── Extracted material ──

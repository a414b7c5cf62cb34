use std::path::PathBuf;

use crate::{BackendId, DType};

/// Every failure the inference pipeline can report.
///
/// None of these are retried internally. `Optimization` and `Load` carry the
/// backend list that was tried so the caller can retry with a narrower one.
#[derive(Debug, thiserror::Error)]
pub enum Error {
    /// A file could not be opened or read.
    #[error("i/o error on {}: {source}", path.display())]
    Io {
        path: PathBuf,
        #[source]
        source: std::io::Error,
    },

    /// Bad magic number, truncated record or malformed model description.
    #[error("format error: {0}")]
    Format(String),

    /// A graph invariant was violated at build time (unconnected slot, unset shape, ...).
    #[error("constraint violated: {0}")]
    Constraint(String),

    /// A requested endpoint or node name does not exist.
    #[error("{kind} '{name}' not found")]
    NotFound { kind: &'static str, name: String },

    /// Buffer element count differs from the descriptor's element count.
    #[error("size mismatch for '{name}': descriptor needs {expected} elements, buffer has {got}")]
    SizeMismatch {
        name: String,
        expected: usize,
        got: usize,
    },

    /// Buffer element type differs from the descriptor's element type.
    #[error("dtype mismatch for '{name}': descriptor is {expected:?}, buffer is {got:?}")]
    DTypeMismatch {
        name: String,
        expected: DType,
        got: DType,
    },

    /// No feasible backend assignment exists for the graph.
    #[error("optimization failed with backends [{}]: {reason}", join_ids(.backends))]
    Optimization {
        backends: Vec<BackendId>,
        reason: String,
    },

    /// The runtime rejected the optimized network.
    #[error("loading failed with backends [{}]: {reason}", join_ids(.backends))]
    Load {
        backends: Vec<BackendId>,
        reason: String,
    },

    /// A kernel rejected its operands while the workload was running.
    #[error("execution failed: {0}")]
    Execution(String),

    /// A pipeline step was requested from a state that does not allow it.
    #[error("cannot {operation} while pipeline is {state}")]
    InvalidState {
        state: &'static str,
        operation: &'static str,
    },
}

impl Error {
    pub fn io(path: impl Into<PathBuf>, source: std::io::Error) -> Self {
        Error::Io {
            path: path.into(),
            source,
        }
    }

    pub fn format(msg: impl Into<String>) -> Self {
        Error::Format(msg.into())
    }

    pub fn constraint(msg: impl Into<String>) -> Self {
        Error::Constraint(msg.into())
    }

    pub fn not_found(kind: &'static str, name: impl Into<String>) -> Self {
        Error::NotFound {
            kind,
            name: name.into(),
        }
    }

    /// True for failures a caller may get past by retrying with a different
    /// backend preference.
    pub fn is_retryable_with_other_backends(&self) -> bool {
        matches!(self, Error::Optimization { .. } | Error::Load { .. })
    }
}

fn join_ids(ids: &[BackendId]) -> String {
    ids.iter()
        .map(|id| id.as_str())
        .collect::<Vec<_>>()
        .join(", ")
}

pub type Result<T> = std::result::Result<T, Error>;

───

Brief → The expected answer is a copy of each line above containing "violated".

Answer section →
    /// A graph invariant was violated at build time (unconnected slot, unset shape, ...).
    #[error("constraint violated: {0}")]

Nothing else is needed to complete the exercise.